Une découverte qui change notre compréhension de la préhistoire
Cette étude bouscule les idées reçues selon lesquelles les premiers humains suivaient un régime principalement carnivore. Les résultats révèlent que les habitudes alimentaires préhistoriques étaient bien plus variées qu’on ne l’avait imaginé. Klervia Jaouen, co-autrice de l’étude, a souligné l’importance de ces découvertes en déclarant : “Il y a plus de diversité que ce que nous pensions”. Cette remise en question du modèle paléo traditionnel invite à repenser la façon dont nous percevons les régimes alimentaires de nos ancêtres, mettant en lumière des pratiques adaptées à l’environnement et aux ressources locales disponibles.

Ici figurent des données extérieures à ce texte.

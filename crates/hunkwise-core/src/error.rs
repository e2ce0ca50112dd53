//! Error types for edit application and index lookups.

use thiserror::Error;

/// Errors produced by [`DiffSession`](crate::session::DiffSession) outputs and by
/// [`apply_edits`](crate::edit::apply_edits).
///
/// Keep/skip operations never return these; they report invalid indices through a `bool`.
#[derive(Clone, Debug, PartialEq, Eq, Error)]
pub enum DiffError {
    /// An edit index outside `0..len` was passed to a single-edit accessor.
    #[error("edit index {index} out of range (session has {len} edits)")]
    EditIndex { index: usize, len: usize },

    /// A group index outside `0..len` was passed to a group accessor.
    #[error("group index {index} out of range (session has {len} groups)")]
    GroupIndex { index: usize, len: usize },

    /// Two edits claim overlapping parts of the source text.
    #[error("edit starting at byte {start} overlaps a previous edit ending at byte {previous_end}")]
    Overlap { start: usize, previous_end: usize },

    /// An edit span does not lie within the source text (or splits a UTF-8 character).
    #[error("edit span {start}..{end} does not fit a source of {len} bytes")]
    SpanOutOfBounds {
        start: usize,
        end: usize,
        len: usize,
    },
}

pub type Result<T, E = DiffError> = std::result::Result<T, E>;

Vers de nouvelles découvertes sur l'alimentation préhistorique
Les résultats de cette étude ouvrent la voie à des recherches plus approfondies sur les régimes alimentaires des premières sociétés humaines. Klervia Jaouen et son équipe prévoient désormais d’explorer la transition alimentaire entre le Paléolithique et le Néolithique en Afrique du Nord, en comparant les habitudes alimentaires de différentes populations à travers le temps. Cette démarche pourrait permettre de mieux comprendre comment les régimes humains ont évolué en fonction des changements environnementaux et des pratiques culturelles. Ce travail comparatif pourrait également aider à reconstituer de façon plus précise l’histoire de la diversité alimentaire préhistorique.